The purpose of this study was to investigate the characteristics of ochratoxin A (OTA) transport by multispecific human organic anion transporters (hOAT1 and hOAT3, respectively) using the second segment of proximal tubule (S₂) cells from mice stably expressing hOAT1 and hOAT3 (S₂ hOAT1 and S₂ hOAT3).
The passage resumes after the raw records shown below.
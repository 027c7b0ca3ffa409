//! Keyboard input state.
use crate::constants::*;

#[derive(Debug, Clone, Copy, PartialEq, Eq, Hash)]
#[repr(u8)]
pub enum KeyCode {
    Key0 = 0,
    Key1,
    Key2,
    Key3,
    Key4,
    Key5,
    Key6,
    Key7,
    Key8,
    Key9,
    KeyA,
    KeyB,
    KeyC,
    KeyD,
    KeyE,
    KeyF = 0xF,
}

impl KeyCode {
    pub fn as_u8(&self) -> u8 {
        *self as u8
    }
}

impl std::fmt::Display for KeyCode {
    fn fmt(&self, f: &mut std::fmt::Formatter) -> std::fmt::Result {
        let key_id = self.as_u8();
        write!(f, "k{key_id:x}")
    }
}

impl From<KeyCode> for u8 {
    fn from(keycode: KeyCode) -> Self {
        keycode.as_u8()
    }
}

impl TryFrom<u8> for KeyCode {
    type Error = InvalidKeyCode;

    fn try_from(key_id: u8) -> Result<Self, Self::Error> {
        match key_id {
            0 => Ok(Self::Key0),
            1 => Ok(Self::Key1),
            2 => Ok(Self::Key2),
            3 => Ok(Self::Key3),
            4 => Ok(Self::Key4),
            5 => Ok(Self::Key5),
            6 => Ok(Self::Key6),
            7 => Ok(Self::Key7),
            8 => Ok(Self::Key8),
            9 => Ok(Self::Key9),
            10 => Ok(Self::KeyA),
            11 => Ok(Self::KeyB),
            12 => Ok(Self::KeyC),
            13 => Ok(Self::KeyD),
            14 => Ok(Self::KeyE),
            15 => Ok(Self::KeyF),
            _ => Err(InvalidKeyCode),
        }
    }
}

#[derive(Debug)]
pub struct InvalidKeyCode;

impl std::error::Error for InvalidKeyCode {}

impl std::fmt::Display for InvalidKeyCode {
    fn fmt(&self, f: &mut std::fmt::Formatter) -> std::fmt::Result {
        write!(f, "keycode must be in range 0 <= keycode < 16")
    }
}

/// State of the 16-key hex keypad, and the wait-for-key latch.
#[derive(Debug, Default, Clone)]
pub struct Keypad {
    /// Pressed is a 1 bit, released is a 0 bit.
    state: u16,
    /// Register waiting to receive the next pressed key, set by `Fx0A`.
    wait: Option<u8>,
}

impl Keypad {
    pub fn new() -> Self {
        Default::default()
    }

    /// Update the state of a key.
    ///
    /// Returns `true` when the key went from released to pressed.
    pub fn set(&mut self, key: KeyCode, pressed: bool) -> bool {
        let was_pressed = self.is_pressed(key.as_u8());
        if pressed {
            self.state |= 1 << key.as_u8();
        } else {
            self.state &= !(1 << key.as_u8());
        }
        pressed && !was_pressed
    }

    /// Key ids outside of the keypad are never pressed.
    #[inline]
    pub fn is_pressed(&self, key_id: u8) -> bool {
        key_id < KEY_COUNT && self.state & (1 << key_id) != 0
    }

    /// Check whether any key is pressed down.
    #[inline(always)]
    pub fn any(&self) -> bool {
        self.state != 0
    }

    /// Iterate the ids of all keys that are currently down.
    pub fn pressed(&self) -> impl Iterator<Item = u8> + '_ {
        (0..KEY_COUNT).filter(|k| self.is_pressed(*k))
    }

    /// Release all keys. The wait latch is left as it is.
    pub fn clear(&mut self) {
        self.state = 0;
    }

    /// Latch the keypad so the CPU blocks until the next key press.
    pub fn begin_wait(&mut self, vx: u8) {
        self.wait = Some(vx & 0xF);
    }

    /// Register targeted by an active wait, if any.
    #[inline(always)]
    pub fn waiting(&self) -> Option<u8> {
        self.wait
    }

    /// Release the latch with a key press, returning the target register.
    pub fn resolve(&mut self) -> Option<u8> {
        self.wait.take()
    }

    /// Clear key state and latch.
    pub fn reset(&mut self) {
        self.state = 0;
        self.wait = None;
    }
}

#[cfg(feature = "serde")]
mod de {
    use std::fmt::Display;

    use serde::de::{Deserialize, Error, Expected, Unexpected, Visitor};

    use super::*;

    impl Expected for InvalidKeyCode {
        fn fmt(&self, f: &mut std::fmt::Formatter) -> std::fmt::Result {
            <Self as Display>::fmt(self, f)
        }
    }

    impl<'de> Deserialize<'de> for KeyCode {
        fn deserialize<D>(deserializer: D) -> Result<Self, D::Error>
        where
            D: serde::Deserializer<'de>,
        {
            // YAML integer type
            deserializer.deserialize_i64(KeyCodeVisitor)
        }
    }

    struct KeyCodeVisitor;

    impl<'de> Visitor<'de> for KeyCodeVisitor {
        type Value = KeyCode;

        fn expecting(&self, f: &mut std::fmt::Formatter) -> std::fmt::Result {
            write!(f, "an integer between 0 and 15")
        }

        fn visit_i64<E>(self, v: i64) -> Result<Self::Value, E>
        where
            E: Error,
        {
            u8::try_from(v)
                .ok()
                .and_then(|key_id| KeyCode::try_from(key_id).ok())
                .ok_or_else(|| E::invalid_value(Unexpected::Signed(v), &InvalidKeyCode))
        }

        fn visit_u64<E>(self, v: u64) -> Result<Self::Value, E>
        where
            E: Error,
        {
            u8::try_from(v)
                .ok()
                .and_then(|key_id| KeyCode::try_from(key_id).ok())
                .ok_or_else(|| E::invalid_value(Unexpected::Unsigned(v), &InvalidKeyCode))
        }
    }
}

#[cfg(test)]
mod test {
    use super::*;

    #[test]
    fn test_key_state() {
        let mut keys = Keypad::default();

        keys.set(KeyCode::Key0, true);
        assert_eq!(keys.state, 0b00000000_00000001);
        assert!(keys.is_pressed(0));
        assert!(!keys.is_pressed(1));
        assert!(!keys.is_pressed(7));

        keys.set(KeyCode::Key7, true);
        assert_eq!(keys.state, 0b00000000_10000001);
        assert!(keys.is_pressed(0));
        assert!(keys.is_pressed(7));

        keys.set(KeyCode::Key0, false);
        assert_eq!(keys.state, 0b00000000_10000000);
        assert!(!keys.is_pressed(0));
        assert!(keys.is_pressed(7));

        keys.set(KeyCode::KeyF, true);
        assert_eq!(keys.state, 0b10000000_10000000);
        assert!(keys.is_pressed(15));
        assert_eq!(keys.pressed().collect::<Vec<_>>(), vec![7, 15]);
    }

    #[test]
    fn test_out_of_range_key() {
        let mut keys = Keypad::default();
        keys.set(KeyCode::KeyF, true);
        assert!(!keys.is_pressed(16));
        assert!(!keys.is_pressed(0xFF));
    }

    #[test]
    fn test_rising_edge() {
        let mut keys = Keypad::default();
        assert!(keys.set(KeyCode::Key5, true));
        // Held down, or repeated by the OS.
        assert!(!keys.set(KeyCode::Key5, true));
        assert!(!keys.set(KeyCode::Key5, false));
        assert!(keys.set(KeyCode::Key5, true));
    }

    #[test]
    fn test_wait_latch() {
        let mut keys = Keypad::default();
        assert_eq!(keys.waiting(), None);
        keys.begin_wait(0x3);
        assert_eq!(keys.waiting(), Some(0x3));
        assert_eq!(keys.resolve(), Some(0x3));
        assert_eq!(keys.waiting(), None);
        assert_eq!(keys.resolve(), None);
    }

    #[test]
    fn test_keycode_conversion() {
        for key_id in 0..KEY_COUNT {
            let keycode = KeyCode::try_from(key_id).unwrap();
            assert_eq!(u8::from(keycode), key_id);
        }
        assert!(KeyCode::try_from(16).is_err());
        assert_eq!(KeyCode::KeyA.to_string(), "ka");
    }

    #[cfg(feature = "serde")]
    #[test]
    fn test_keycode_deserialize() {
        let keys: Vec<KeyCode> = serde_yaml::from_str("[0, 12, 15]").unwrap();
        assert_eq!(keys, vec![KeyCode::Key0, KeyCode::KeyC, KeyCode::KeyF]);
        assert!(serde_yaml::from_str::<KeyCode>("16").is_err());
        assert!(serde_yaml::from_str::<KeyCode>("-1").is_err());
    }
}
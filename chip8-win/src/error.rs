//! Application errors
use std::fmt;

#[derive(Debug)]
pub struct AppError {
    pub kind: ErrorKind,
}

impl AppError {
    pub fn gl(message: impl ToString) -> Self {
        Self {
            kind: ErrorKind::Gl(message.to_string()),
        }
    }

    pub fn audio(message: impl ToString) -> Self {
        Self {
            kind: ErrorKind::Audio(message.to_string()),
        }
    }
}

impl std::error::Error for AppError {
    fn source(&self) -> Option<&(dyn std::error::Error + 'static)> {
        match &self.kind {
            ErrorKind::Chip8(err) => Some(err),
            ErrorKind::Io(err) => Some(err),
            ErrorKind::Window(err) => Some(err),
            ErrorKind::Config(err) => Some(err),
            ErrorKind::Gl(_) | ErrorKind::Audio(_) => None,
        }
    }
}

#[derive(Debug)]
pub enum ErrorKind {
    Chip8(chip8::Chip8Error),
    Io(std::io::Error),
    Window(winit::error::OsError),
    /// OpenGL context, surface or shader failure.
    Gl(String),
    /// Malformed key map or interpreter configuration.
    Config(serde_yaml::Error),
    Audio(String),
}

impl fmt::Display for AppError {
    fn fmt(&self, f: &mut fmt::Formatter) -> fmt::Result {
        write!(f, "application error: {}", self.kind)
    }
}

impl fmt::Display for ErrorKind {
    fn fmt(&self, f: &mut fmt::Formatter<'_>) -> fmt::Result {
        match self {
            Self::Chip8(err) => write!(f, "{err}"),
            Self::Io(err) => write!(f, "{err}"),
            Self::Window(err) => write!(f, "{err}"),
            Self::Gl(msg) => write!(f, "opengl: {msg}"),
            Self::Config(err) => write!(f, "configuration: {err}"),
            Self::Audio(msg) => write!(f, "audio: {msg}"),
        }
    }
}

impl From<chip8::Chip8Error> for AppError {
    fn from(err: chip8::Chip8Error) -> Self {
        Self {
            kind: ErrorKind::Chip8(err),
        }
    }
}

impl From<std::io::Error> for AppError {
    fn from(err: std::io::Error) -> Self {
        Self {
            kind: ErrorKind::Io(err),
        }
    }
}

impl From<winit::error::OsError> for AppError {
    fn from(err: winit::error::OsError) -> Self {
        Self {
            kind: ErrorKind::Window(err),
        }
    }
}

impl From<glutin::error::Error> for AppError {
    fn from(err: glutin::error::Error) -> Self {
        Self::gl(err)
    }
}

impl From<serde_yaml::Error> for AppError {
    fn from(err: serde_yaml::Error) -> Self {
        Self {
            kind: ErrorKind::Config(err),
        }
    }
}
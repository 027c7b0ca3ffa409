//! Timer clock.
//!
//! The delay and sound timers run off wall-clock time, not the number of
//! instructions executed. The driver measures the time since startup, and
//! the clock works out how many 60Hz ticks are owed since the last check.
use std::{
    thread,
    time::{Duration, Instant},
};

use crate::constants::*;

/// Accounting of the 60Hz ticks that have been applied so far.
#[derive(Debug, Default, Clone)]
pub struct TickClock {
    ticks_applied: u64,
}

impl TickClock {
    pub fn new() -> Self {
        Default::default()
    }

    /// Total ticks that should have elapsed after the given time.
    #[inline]
    pub fn ticks_at(elapsed: Duration) -> u64 {
        (elapsed.as_nanos() * TIMER_FREQUENCY as u128 / NANOS_IN_SECOND as u128) as u64
    }

    /// Number of ticks owed since the last call, which are then considered applied.
    ///
    /// Time going backwards yields zero ticks.
    pub fn pending(&mut self, elapsed: Duration) -> u32 {
        let total = Self::ticks_at(elapsed);
        let pending = total.saturating_sub(self.ticks_applied);
        self.ticks_applied = self.ticks_applied.max(total);
        pending.min(u32::MAX as u64) as u32
    }

    pub fn ticks_applied(&self) -> u64 {
        self.ticks_applied
    }

    /// Set the clock state back to zero.
    pub fn reset(&mut self) {
        self.ticks_applied = 0;
    }
}

/// Wall clock for drivers, pacing the main loop at 60 frames per second.
pub struct FrameClock {
    start: Instant,
    frames: u64,
}

impl FrameClock {
    /// Creates a new clock with the current time as origin.
    pub fn new() -> Self {
        Self {
            start: Instant::now(),
            frames: 0,
        }
    }

    /// Time since the clock started.
    pub fn elapsed(&self) -> Duration {
        self.start.elapsed()
    }

    /// Advance to the next frame, returning the instant it starts.
    pub fn next_frame(&mut self) -> Instant {
        self.frames += 1;
        self.start + Duration::from_nanos(self.frames * TICK_TIME)
    }

    /// Block the current thread until the next frame boundary.
    ///
    /// When the loop has fallen behind, it returns immediately
    /// and catches up on the next frames.
    pub fn wait(&mut self) {
        let deadline = self.next_frame();
        let now = Instant::now();
        if deadline > now {
            thread::sleep(deadline - now);
        }
    }
}

impl Default for FrameClock {
    fn default() -> Self {
        Self::new()
    }
}

#[cfg(test)]
mod test {
    use super::*;

    #[test]
    fn test_half_second() {
        let mut clock = TickClock::new();
        assert_eq!(clock.pending(Duration::from_millis(500)), 30);
        assert_eq!(clock.pending(Duration::from_millis(500)), 0);
    }

    #[test]
    fn test_ticks_floor() {
        let mut clock = TickClock::new();
        assert_eq!(clock.pending(Duration::from_millis(16)), 0);
        assert_eq!(clock.pending(Duration::from_millis(17)), 1);
        assert_eq!(clock.pending(Duration::from_millis(33)), 0);
        assert_eq!(clock.pending(Duration::from_millis(34)), 1);
        assert_eq!(clock.ticks_applied(), 2);
    }

    #[test]
    fn test_accumulated_ticks() {
        let mut clock = TickClock::new();
        let total: u32 = (1..=100)
            .map(|ms| clock.pending(Duration::from_millis(ms * 10)))
            .sum();
        assert_eq!(total, 60);
    }

    #[test]
    fn test_frame_deadlines() {
        let mut clock = FrameClock::new();
        let first = clock.next_frame();
        let second = clock.next_frame();
        assert_eq!(second - first, Duration::from_nanos(TICK_TIME));
    }

    #[test]
    fn test_time_backwards() {
        let mut clock = TickClock::new();
        clock.pending(Duration::from_secs(1));
        assert_eq!(clock.pending(Duration::from_millis(100)), 0);
        assert_eq!(clock.ticks_applied(), 60);
    }
}
//! CPU and memory state.
use crate::{
    constants::*,
    devices::Keypad,
    display::Display,
    error::{Chip8Error, Chip8Result},
    memory::Memory,
};

/// Core state for a chip8 interpreter.
pub struct Chip8Cpu {
    // ------------------------------------------------------------------------
    // Registers
    /// Program counter pointing to the next instruction to fetch.
    pub(crate) pc: Address,
    /// Number of return addresses on the stack. Zero is an empty stack.
    pub(crate) sp: usize,
    /// General purpose registers for temporary values.
    ///
    /// Register 16 (VF) is used for either the carry flag or borrow switch depending on opcode.
    pub(crate) registers: [u8; REGISTER_COUNT],
    /// Pointer register used for temporarily storing an address. Stored as 16 bits,
    /// but only the lowest 12 bits are used when addressing memory.
    pub(crate) address: Address,
    /// (DT) Delay timer that counts down to 0.
    pub(crate) delay_timer: u8,
    /// (ST) Sound timer that counts down to 0. When it has a non-zero value, a tone is played.
    pub(crate) sound_timer: u8,

    // ------------------------------------------------------------------------
    // Memory
    /// Main memory storage space.
    pub(crate) ram: Memory,
    /// Stack of return pointers used for jumping when a routine call finishes.
    pub(crate) stack: [Address; STACK_SIZE],
    /// Screen buffer that is drawn too.
    pub(crate) display: Display,

    // ------------------------------------------------------------------------
    // Input
    /// Keyboard state and wait-for-key latch.
    pub(crate) keys: Keypad,
}

impl Default for Chip8Cpu {
    fn default() -> Self {
        Self {
            pc: MEM_START as Address,
            sp: 0,
            registers: [0; REGISTER_COUNT],
            address: 0,
            delay_timer: 0,
            sound_timer: 0,

            ram: Memory::new(),
            stack: [0; STACK_SIZE],
            display: Display::new(),

            keys: Keypad::new(),
        }
    }
}

/// Result of counting down the timers.
#[derive(Debug, Default, Clone, Copy, PartialEq, Eq)]
pub struct TimerTick {
    /// Number of 60Hz ticks that elapsed.
    pub ticks: u32,
    /// Number of those ticks in which the sound timer was still running.
    pub sound_ticks: u32,
}

impl Chip8Cpu {
    pub fn new() -> Self {
        Default::default()
    }

    /// Put registers, timers, stack, input and display back into their power-on state.
    ///
    /// Memory is left untouched.
    pub(crate) fn reset(&mut self) {
        self.pc = MEM_START as Address;
        self.sp = 0;
        self.registers.fill(0);
        self.address = 0;
        self.delay_timer = 0;
        self.sound_timer = 0;
        self.stack.fill(0);
        self.display.clear();
        self.keys.reset();
    }

    #[inline(always)]
    pub(crate) fn reg(&self, index: u8) -> u8 {
        self.registers[index as usize & 0xF]
    }

    #[inline(always)]
    pub(crate) fn set_reg(&mut self, index: u8, value: u8) {
        self.registers[index as usize & 0xF] = value;
    }

    #[inline(always)]
    pub(crate) fn set_flag(&mut self, value: u8) {
        self.registers[FLAG_REGISTER] = value;
    }

    /// Push a return address for a subroutine call.
    pub(crate) fn push_return(&mut self, addr: Address) -> Chip8Result<()> {
        if self.sp >= STACK_SIZE {
            return Err(Chip8Error::StackOverflow { pc: self.pc });
        }
        self.stack[self.sp] = addr;
        self.sp += 1;
        Ok(())
    }

    /// Pop the return address of the current subroutine.
    pub(crate) fn pop_return(&mut self) -> Chip8Result<Address> {
        match self.sp.checked_sub(1) {
            Some(sp) => {
                self.sp = sp;
                Ok(self.stack[sp])
            }
            None => Err(Chip8Error::StackUnderflow { pc: self.pc }),
        }
    }

    /// Index of the top of the call stack, or `None` when it's empty.
    pub fn stack_pointer(&self) -> Option<usize> {
        self.sp.checked_sub(1)
    }

    /// Count down both timers by the given number of ticks, stopping at zero.
    pub(crate) fn tick_timers(&mut self, ticks: u32) -> TimerTick {
        let delay = ticks.min(self.delay_timer as u32);
        self.delay_timer -= delay as u8;

        let sound = ticks.min(self.sound_timer as u32);
        self.sound_timer -= sound as u8;

        TimerTick {
            ticks,
            sound_ticks: sound,
        }
    }
}

#[cfg(test)]
mod test {
    use super::*;

    #[test]
    fn test_power_on() {
        let cpu = Chip8Cpu::default();
        assert_eq!(cpu.pc, 0x200);
        assert_eq!(cpu.stack_pointer(), None);
    }

    #[test]
    fn test_stack() {
        let mut cpu = Chip8Cpu::default();

        for i in 0..STACK_SIZE {
            cpu.push_return(0x200 + i as Address * 2).unwrap();
            assert_eq!(cpu.stack_pointer(), Some(i));
        }
        assert!(matches!(
            cpu.push_return(0x300),
            Err(Chip8Error::StackOverflow { .. })
        ));

        for i in (0..STACK_SIZE).rev() {
            assert_eq!(cpu.pop_return().unwrap(), 0x200 + i as Address * 2);
        }
        assert_eq!(cpu.stack_pointer(), None);
        assert!(matches!(
            cpu.pop_return(),
            Err(Chip8Error::StackUnderflow { .. })
        ));
    }

    #[test]
    fn test_timers_saturate() {
        let mut cpu = Chip8Cpu::default();
        cpu.delay_timer = 10;
        cpu.sound_timer = 3;

        let tick = cpu.tick_timers(5);
        assert_eq!(cpu.delay_timer, 5);
        assert_eq!(cpu.sound_timer, 0);
        assert_eq!(tick, TimerTick { ticks: 5, sound_ticks: 3 });

        let tick = cpu.tick_timers(300);
        assert_eq!(cpu.delay_timer, 0);
        assert_eq!(tick.sound_ticks, 0);
    }

    #[test]
    fn test_register_index_masked() {
        let mut cpu = Chip8Cpu::default();
        cpu.set_reg(0x12, 7);
        assert_eq!(cpu.reg(0x2), 7);
    }
}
S₂ hOAT1 and S₂ hOAT3 exhibited a time- and dose-dependent, and a saturable increase in uptake of [³H]-OTA, with apparent K_m values of 0.42 μM (hOAT1) and 0.75 μM (hOAT3). These OTA uptakes were inhibited by several substrates for the OATs. Para-aminohippuric acid (PAH), probenecid, piroxicam, octanoate and citrinin inhibited [³H]-OTA uptake by hOAT1 and hOAT3 in a competitive manner (K_i = 4.29∼3080 μM), with the following order of potency: probenecid > octanoate > PAH > piroxicam > citrinin for hOAT1; probenecid > piroxicam > octanoate> citrinin > PAH for hOAT3. These results indicate that hOAT1, as well as hOAT3, mediates a high-affinity transport of OTA on the basolateral side of the proximal tubule, but hOAT1- and hOAT3-mediated OTA transport are differently influenced by the substrates for the OATs. These pharmacological characteristics of hOAT1 and hOAT3 may be significantly related with the events in the development of OTA-induced nephrotoxicity in the human kidney.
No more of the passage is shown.